Shortly after leaving Superama while driving back through the puebla of Jurica I was in the center of the little town where there are NO stop signs at any of the four corner intersections. It is hard to see around the corner to see if anyone is coming because the sidewalks are very narrow and hence, the buildings are very close to the roads. After stopping at one intersection for a bus that stopped ½ way through the intersection to pick up a passenger, a new bright red truck repeatedly honked at me to get going. It didn’t really matter that I couldn’t go because the bus was in my way, he just wanted me to go. As soon as possible I accelerated up the hill and started to take the curve to the left as the red truck zoomed by, and in order to avoid an oncoming car, cut me off coming very close to my front left-side of the car and zoomed off. Because of my residual feelings about what happened at the grocery store I was especially upset. I honked back at him as he went by and used some words I think like jerk and stupid. Madison chastised me for that, rightly so.

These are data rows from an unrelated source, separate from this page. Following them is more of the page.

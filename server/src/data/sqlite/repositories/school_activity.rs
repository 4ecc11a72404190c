//! School activity log repository (`school_activity_logs`)

use sqlx::{SqliteConnection, SqlitePool};

use crate::data::sqlite::SqliteError;
use crate::data::types::{
    ListSchoolActivityParams, NewSchoolActivity, SchoolActivityFilter, SchoolActivityRow,
};
use crate::utils::time::now_secs;

/// ?1 school id, ?2 school name substring, ?3 activity type, ?4 from, ?5 to
const FEED_FILTER: &str = r#"
    FROM school_activity_logs sal
    JOIN users u ON u.id = sal.school_id
    LEFT JOIN resources r ON r.id = sal.resource_id
    LEFT JOIN resource_types rt ON rt.id = r.type_id
    WHERE (?1 IS NULL OR sal.school_id = ?1)
      AND (?2 IS NULL OR u.name LIKE '%' || ?2 || '%' OR u.organization LIKE '%' || ?2 || '%')
      AND (?3 IS NULL OR sal.activity_type = ?3)
      AND (?4 IS NULL OR sal.created_at >= ?4)
      AND (?5 IS NULL OR sal.created_at <= ?5)
"#;

/// Append a school activity entry
pub async fn append(
    conn: &mut SqliteConnection,
    activity: &NewSchoolActivity,
) -> Result<(), SqliteError> {
    sqlx::query(
        r#"
        INSERT INTO school_activity_logs
            (school_id, activity_type, resource_id, file_size, file_extension, ip_address, user_agent, created_at)
        VALUES (?, ?, ?, ?, ?, ?, ?, ?)
        "#,
    )
    .bind(activity.school_id)
    .bind(activity.activity_type.as_str())
    .bind(activity.resource_id)
    .bind(activity.file_size)
    .bind(activity.file_extension.as_deref())
    .bind(activity.ip_address.as_deref())
    .bind(activity.user_agent.as_deref())
    .bind(now_secs())
    .execute(conn)
    .await?;

    Ok(())
}

/// Append unless the table has not been provisioned. Returns `false` when
/// skipped.
pub async fn append_if_provisioned(
    conn: &mut SqliteConnection,
    activity: &NewSchoolActivity,
) -> Result<bool, SqliteError> {
    match append(conn, activity).await {
        Ok(()) => Ok(true),
        Err(e) if e.is_missing_table() => {
            tracing::warn!(
                school_id = activity.school_id,
                activity_type = activity.activity_type.as_str(),
                "school_activity_logs not provisioned, entry skipped"
            );
            Ok(false)
        }
        Err(e) => Err(e),
    }
}

/// One page of the school feed
pub async fn list(
    pool: &SqlitePool,
    params: &ListSchoolActivityParams,
) -> Result<Vec<SchoolActivityRow>, SqliteError> {
    let dir = params.order.as_sql();
    let sql = format!(
        r#"
        SELECT sal.id, sal.school_id, u.name AS school_name, u.organization, u.email,
               sal.activity_type, sal.resource_id,
               r.title AS resource_name, rt.name AS resource_type,
               sal.file_size, sal.file_extension, sal.ip_address, sal.user_agent, sal.created_at,
               CASE WHEN r.id IS NULL THEN 'Login Activity'
                    ELSE r.title || ' (' || COALESCE(rt.name, 'Unknown') || ')'
               END AS resource_details
        {filter}
        ORDER BY {column} {dir}, sal.id {dir}
        LIMIT ?6 OFFSET ?7
        "#,
        filter = FEED_FILTER,
        column = params.sort.column(),
        dir = dir,
    );

    let filter = &params.filter;
    let rows = sqlx::query_as::<_, SchoolActivityRow>(&sql)
        .bind(filter.school_id)
        .bind(school_name(filter))
        .bind(filter.activity_type.map(|t| t.as_str()))
        .bind(filter.from)
        .bind(filter.to)
        .bind(i64::from(params.limit))
        .bind(params.offset())
        .fetch_all(pool)
        .await?;

    Ok(rows)
}

/// Number of rows the feed can return across all pages
pub async fn count(pool: &SqlitePool, filter: &SchoolActivityFilter) -> Result<u64, SqliteError> {
    let total: i64 = sqlx::query_scalar(&format!("SELECT COUNT(*) {}", FEED_FILTER))
        .bind(filter.school_id)
        .bind(school_name(filter))
        .bind(filter.activity_type.map(|t| t.as_str()))
        .bind(filter.from)
        .bind(filter.to)
        .fetch_one(pool)
        .await?;

    Ok(total.max(0) as u64)
}

fn school_name(filter: &SchoolActivityFilter) -> Option<&str> {
    filter
        .school_name
        .as_deref()
        .map(str::trim)
        .filter(|s| !s.is_empty())
}
//! Centralized shutdown management

use std::sync::Arc;
use std::time::Duration;

use tokio::sync::{Mutex, watch};
use tokio::task::JoinHandle;

use super::constants::SHUTDOWN_TIMEOUT_SECS;
use crate::data::Database;

/// Coordinates graceful shutdown of the HTTP server, background tasks and
/// the connection pool
#[derive(Clone)]
pub struct ShutdownService {
    tx: Arc<watch::Sender<bool>>,
    rx: watch::Receiver<bool>,
    handles: Arc<Mutex<Vec<JoinHandle<()>>>>,
    database: Arc<Database>,
}

impl ShutdownService {
    pub fn new(database: Arc<Database>) -> Self {
        let (tx, rx) = watch::channel(false);
        Self {
            tx: Arc::new(tx),
            rx,
            handles: Arc::new(Mutex::new(Vec::new())),
            database,
        }
    }

    /// Register a background task handle to be awaited during shutdown
    pub async fn register(&self, handle: JoinHandle<()>) {
        self.handles.lock().await.push(handle);
    }

    /// Subscribe to shutdown signal
    pub fn subscribe(&self) -> watch::Receiver<bool> {
        self.rx.clone()
    }

    /// Trigger shutdown
    pub fn trigger(&self) {
        let _ = self.tx.send(true);
    }

    /// Check if shutdown was triggered
    pub fn is_triggered(&self) -> bool {
        *self.rx.borrow()
    }

    /// Trigger shutdown, wait for registered tasks, then checkpoint and
    /// close the pool. Tasks finish before the pool closes.
    pub async fn shutdown(&self) {
        tracing::debug!("Initiating graceful shutdown...");
        self.trigger();

        let handles = std::mem::take(&mut *self.handles.lock().await);
        tracing::debug!(
            count = handles.len(),
            "Waiting for background tasks to finish..."
        );

        let timeout = Duration::from_secs(SHUTDOWN_TIMEOUT_SECS);
        match tokio::time::timeout(timeout, futures::future::join_all(handles)).await {
            Ok(_) => tracing::debug!("All background tasks completed"),
            Err(_) => tracing::warn!(
                timeout_secs = timeout.as_secs(),
                "Timeout waiting for background tasks"
            ),
        }

        if let Err(e) = self.database.checkpoint().await {
            tracing::warn!("SQLite checkpoint failed: {}", e);
        }
        self.database.close().await;

        tracing::debug!("Shutdown complete");
    }

    /// Owned future resolving once shutdown is triggered, for axum's
    /// graceful shutdown
    pub fn wait(&self) -> impl std::future::Future<Output = ()> + Send + 'static {
        let mut rx = self.rx.clone();
        async move {
            let _ = rx.wait_for(|&v| v).await;
        }
    }

    /// Install OS signal handlers and auto-trigger on Ctrl+C/SIGTERM
    pub fn install_signal_handlers(&self) {
        let service = self.clone();
        tokio::spawn(async move {
            let ctrl_c = async {
                if let Err(e) = tokio::signal::ctrl_c().await {
                    tracing::error!(error = %e, "Failed to install Ctrl+C handler");
                    std::future::pending::<()>().await;
                }
            };

            #[cfg(unix)]
            let terminate = async {
                match tokio::signal::unix::signal(tokio::signal::unix::SignalKind::terminate()) {
                    Ok(mut signal) => {
                        signal.recv().await;
                    }
                    Err(e) => {
                        tracing::error!(error = %e, "Failed to install SIGTERM handler");
                        std::future::pending::<()>().await;
                    }
                }
            };

            #[cfg(not(unix))]
            let terminate = std::future::pending::<()>();

            tokio::select! {
                _ = ctrl_c => tracing::info!("Received Ctrl+C, shutting down"),
                _ = terminate => tracing::info!("Received SIGTERM, shutting down"),
            }

            service.trigger();
        });
    }
}
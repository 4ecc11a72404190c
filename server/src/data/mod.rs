//! Data storage layer
//!
//! - `sqlite` - connection pool, schema, migrations and repositories
//! - `types` - row, parameter and result types shared with the domain layer
//! - `traits` - the repository seam domain services depend on
//! - `error` - unified error type with the caller-facing error kinds

pub mod error;
pub mod sqlite;
pub mod traits;
pub mod types;

pub use error::{DataError, ErrorKind};
pub use sqlite::SqliteService;
pub use traits::PortalRepository;

use std::sync::Arc;

use tokio::sync::watch;
use tokio::task::JoinHandle;

use crate::core::storage::AppStorage;

/// Process-wide handle to the relational store
///
/// Initialized once at startup, injected into every service, and closed at
/// shutdown.
pub struct Database {
    sqlite: Arc<SqliteService>,
}

impl Database {
    pub async fn init(storage: &AppStorage, max_connections: u32) -> Result<Self, DataError> {
        let service = SqliteService::init(storage, max_connections).await?;
        Ok(Self {
            sqlite: Arc::new(service),
        })
    }

    /// Wrap an existing pool (tests)
    #[cfg(test)]
    pub fn from_pool(pool: sqlx::SqlitePool) -> Self {
        Self {
            sqlite: Arc::new(SqliteService::from_pool(pool)),
        }
    }

    pub fn pool(&self) -> &sqlx::SqlitePool {
        self.sqlite.pool()
    }

    /// Run a WAL checkpoint
    pub async fn checkpoint(&self) -> Result<(), DataError> {
        self.sqlite.checkpoint().await.map_err(Into::into)
    }

    /// Close the connection pool gracefully
    pub async fn close(&self) {
        self.sqlite.close().await
    }

    pub fn start_checkpoint_task(&self, shutdown_rx: watch::Receiver<bool>) -> JoinHandle<()> {
        self.sqlite.start_checkpoint_task(shutdown_rx)
    }

    /// Get the repository trait object for data operations
    pub fn repository(&self) -> Box<dyn PortalRepository + Send + Sync> {
        Box::new(Arc::clone(&self.sqlite))
    }
}
//! SQLite error types

use thiserror::Error;

#[derive(Error, Debug)]
pub enum SqliteError {
    #[error("Database error: {0}")]
    Database(#[from] sqlx::Error),

    #[error("Migration {version} ({name}) failed: {error}")]
    MigrationFailed {
        version: i32,
        name: String,
        error: String,
    },

    #[error("IO error: {0}")]
    Io(#[from] std::io::Error),

    #[error("{entity} {id} not found")]
    NotFound { entity: &'static str, id: i64 },

    #[error("{entity} {id} does not exist")]
    InvalidReference { entity: &'static str, id: i64 },
}

impl SqliteError {
    pub fn not_found(entity: &'static str, id: i64) -> Self {
        Self::NotFound { entity, id }
    }

    pub fn invalid_reference(entity: &'static str, id: i64) -> Self {
        Self::InvalidReference { entity, id }
    }

    /// True when a statement referenced a table that has not been provisioned.
    ///
    /// SQLite reports this at prepare time, so an open transaction is still
    /// usable after this error.
    pub fn is_missing_table(&self) -> bool {
        match self {
            Self::Database(sqlx::Error::Database(db)) => db.message().contains("no such table"),
            _ => false,
        }
    }

    /// True when a UNIQUE or PRIMARY KEY constraint rejected a write
    pub fn is_unique_violation(&self) -> bool {
        match self {
            Self::Database(sqlx::Error::Database(db)) => db.is_unique_violation(),
            _ => false,
        }
    }
}

#[cfg(test)]
mod tests {
    use super::*;

    #[test]
    fn test_migration_failed_error_display() {
        let err = SqliteError::MigrationFailed {
            version: 2,
            name: "audit_logs".to_string(),
            error: "syntax error".to_string(),
        };
        assert_eq!(
            err.to_string(),
            "Migration 2 (audit_logs) failed: syntax error"
        );
    }

    #[test]
    fn test_not_found_display() {
        let err = SqliteError::not_found("resource", 42);
        assert_eq!(err.to_string(), "resource 42 not found");
    }

    #[test]
    fn test_invalid_reference_display() {
        let err = SqliteError::invalid_reference("grade", 9);
        assert_eq!(err.to_string(), "grade 9 does not exist");
    }

    #[test]
    fn test_io_error_from() {
        let io_err = std::io::Error::new(std::io::ErrorKind::NotFound, "file not found");
        let sqlite_err: SqliteError = io_err.into();
        assert!(sqlite_err.to_string().contains("file not found"));
        assert!(!sqlite_err.is_missing_table());
    }

    #[tokio::test]
    async fn test_missing_table_detected() {
        let pool = sqlx::SqlitePool::connect("sqlite::memory:").await.unwrap();
        let err: SqliteError = sqlx::query("SELECT * FROM activity_logs")
            .execute(&pool)
            .await
            .unwrap_err()
            .into();
        assert!(err.is_missing_table());
        assert!(!err.is_unique_violation());
    }

    #[tokio::test]
    async fn test_unique_violation_detected() {
        let pool = sqlx::SqlitePool::connect("sqlite::memory:").await.unwrap();
        sqlx::query("CREATE TABLE t (id INTEGER PRIMARY KEY)")
            .execute(&pool)
            .await
            .unwrap();
        sqlx::query("INSERT INTO t (id) VALUES (1)")
            .execute(&pool)
            .await
            .unwrap();
        let err: SqliteError = sqlx::query("INSERT INTO t (id) VALUES (1)")
            .execute(&pool)
            .await
            .unwrap_err()
            .into();
        assert!(err.is_unique_violation());
    }
}
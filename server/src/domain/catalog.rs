//! Scoped resource listings

use std::sync::Arc;

use super::access::AccessPolicy;
use crate::data::types::{
    ListResourcesParams, ResourceScope, ResourceStats, ResourceStatus, ResourceSummary,
};
use crate::data::{DataError, Database};

/// One page of resources
#[derive(Debug, Clone)]
pub struct ResourcePage {
    pub resources: Vec<ResourceSummary>,
    pub page: u32,
    pub limit: u32,
    pub total: u64,
}

#[derive(Clone)]
pub struct CatalogService {
    database: Arc<Database>,
    policy: AccessPolicy,
}

impl CatalogService {
    pub fn new(database: Arc<Database>, policy: AccessPolicy) -> Self {
        Self { database, policy }
    }

    /// List resources visible in `scope`.
    ///
    /// `params.status` and `params.granted_to` are derived from the scope;
    /// the remaining filters are taken as given.
    pub async fn list(
        &self,
        scope: ResourceScope,
        mut params: ListResourcesParams,
    ) -> Result<ResourcePage, DataError> {
        match scope {
            ResourceScope::Public => {
                params.status = Some(ResourceStatus::Published);
                params.granted_to = None;
            }
            ResourceScope::Admin { status } => {
                params.status = status;
                params.granted_to = None;
            }
            ResourceScope::School { school_id } => {
                params.status = Some(ResourceStatus::Published);
                params.granted_to = self
                    .policy
                    .require_grant_for_published
                    .then_some(school_id);
            }
        }

        let (resources, total) = self
            .database
            .repository()
            .list_resources(&params)
            .await
            .inspect_err(|e| {
                tracing::warn!(step = "list_resources", scope = ?scope, error = %e, "Resource listing failed")
            })?;

        Ok(ResourcePage {
            resources,
            page: params.page,
            limit: params.limit,
            total,
        })
    }

    /// Counters next to the live fact-row counts
    pub async fn stats(&self, resource_id: i64) -> Result<ResourceStats, DataError> {
        let stats = self
            .database
            .repository()
            .resource_stats(resource_id)
            .await?
            .ok_or_else(|| DataError::not_found("resource", resource_id))?;

        if !stats.is_consistent() {
            tracing::warn!(resource_id, ?stats, "Resource counters drifted from fact rows");
        }
        Ok(stats)
    }
}

#[cfg(test)]
mod tests {
    use super::*;
    use crate::data::sqlite::testing::{
        insert_grade, insert_resource, insert_subject, insert_user, setup_test_pool,
    };
    use sqlx::SqlitePool;

    struct Fixture {
        pool: SqlitePool,
        database: Arc<Database>,
        school: i64,
        math: i64,
        grade5: i64,
    }

    async fn fixture() -> Fixture {
        let pool = setup_test_pool().await;
        let admin = insert_user(&pool, "Ada Admin", "admin", None).await;
        let school = insert_user(&pool, "North High", "school", None).await;
        let math = insert_subject(&pool, "Math").await;
        let science = insert_subject(&pool, "Science").await;
        let grade5 = insert_grade(&pool, "Grade 5", 5).await;
        insert_resource(&pool, "Fractions", math, grade5, admin, "published", 1000).await;
        insert_resource(&pool, "Plants", science, grade5, admin, "published", 2000).await;
        insert_resource(&pool, "Decimals", math, grade5, admin, "draft", 3000).await;
        insert_resource(&pool, "Old Maps", science, grade5, admin, "archived", 4000).await;

        Fixture {
            database: Arc::new(Database::from_pool(pool.clone())),
            pool,
            school,
            math,
            grade5,
        }
    }

    fn params() -> ListResourcesParams {
        ListResourcesParams {
            page: 1,
            limit: 20,
            ..Default::default()
        }
    }

    fn titles(page: &ResourcePage) -> Vec<&str> {
        page.resources.iter().map(|r| r.title.as_str()).collect()
    }

    #[tokio::test]
    async fn test_public_scope_lists_published_newest_first() {
        let f = fixture().await;
        let catalog = CatalogService::new(f.database.clone(), AccessPolicy::default());
        let page = catalog.list(ResourceScope::Public, params()).await.unwrap();
        assert_eq!(page.total, 2);
        assert_eq!(titles(&page), vec!["Plants", "Fractions"]);
    }

    #[tokio::test]
    async fn test_admin_scope_sees_all_statuses() {
        let f = fixture().await;
        let catalog = CatalogService::new(f.database.clone(), AccessPolicy::default());

        let page = catalog
            .list(ResourceScope::Admin { status: None }, params())
            .await
            .unwrap();
        assert_eq!(page.total, 4);

        let page = catalog
            .list(
                ResourceScope::Admin {
                    status: Some(ResourceStatus::Draft),
                },
                params(),
            )
            .await
            .unwrap();
        assert_eq!(titles(&page), vec!["Decimals"]);
    }

    #[tokio::test]
    async fn test_school_scope_follows_grants() {
        let f = fixture().await;
        sqlx::query(
            "INSERT INTO school_subject_permissions (school_id, subject_id, grade_id, created_at) VALUES (?, ?, ?, 0)",
        )
        .bind(f.school)
        .bind(f.math)
        .bind(f.grade5)
        .execute(&f.pool)
        .await
        .unwrap();

        let gated = CatalogService::new(f.database.clone(), AccessPolicy::default());
        let page = gated
            .list(ResourceScope::School { school_id: f.school }, params())
            .await
            .unwrap();
        assert_eq!(titles(&page), vec!["Fractions"]);

        let open = CatalogService::new(
            f.database.clone(),
            AccessPolicy {
                require_grant_for_published: false,
            },
        );
        let page = open
            .list(ResourceScope::School { school_id: f.school }, params())
            .await
            .unwrap();
        assert_eq!(page.total, 2);
    }

    #[tokio::test]
    async fn test_school_scope_without_grants_is_empty() {
        let f = fixture().await;
        let catalog = CatalogService::new(f.database.clone(), AccessPolicy::default());
        let page = catalog
            .list(ResourceScope::School { school_id: f.school }, params())
            .await
            .unwrap();
        assert_eq!(page.total, 0);
        assert!(page.resources.is_empty());
    }

    #[tokio::test]
    async fn test_stats_for_unknown_resource() {
        let f = fixture().await;
        let catalog = CatalogService::new(f.database.clone(), AccessPolicy::default());
        let err = catalog.stats(777).await.unwrap_err();
        assert!(matches!(err, DataError::NotFound { .. }));
    }
}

I am over my hard feelings now but I really felt let down that afternoon. I have felt nothing but warmth for these people and have felt 100% safe the entire time I’ve been here which is no small feat. When things like this happen it erodes my trust in them in tiny increments and I don’t want that to happen. You know what they say, a few bad apples.....

Being “on time” in Mexico – and I think this applies to any Latin American country – is a relative term. I went to a presentation the school put on last week for parents that was scheduled to start at 9:00 a.m. At 9:20 it officially started and at 9:45 there were a few straggler parents coming in even though it ended at 10:00. Our church we attend is supposed to start every Sunday at 9:30 a.m. When it starts at 9:40, that is early. Yesterday at 9:40 the pianist (Laura Young) was still practicing her songs and there were only a handful of people there and that included the four of us! I read in a good little book, From Foreign to Familiar, that in Latin American countries if the starting time is 2:00 p.m., that means that is the time that the preparations for the event will actually start. It is anybodies best guess as to the actual starting time but as people arrive they would just jump in and help prepare or socialize until the event begins. I have not experienced anything quite this dramatic, but close.

May 20, 2007

Time is getting shorter and shorter here and I am being protective of it. Only a 6 more weeks to go and we will be heading home. There is a lot planned for those weeks – it will be fun to see how they pan out. We returned from a trip to Cancun this past Saturday night and had a fun time at the Moon Palace Resort. The employees there were nice, as they were at the Vallarta Palace. They work so hard, especially the people in the restaurants. You will see them at breakfast and then you will see the same people, still on their feet always moving about, at dinner.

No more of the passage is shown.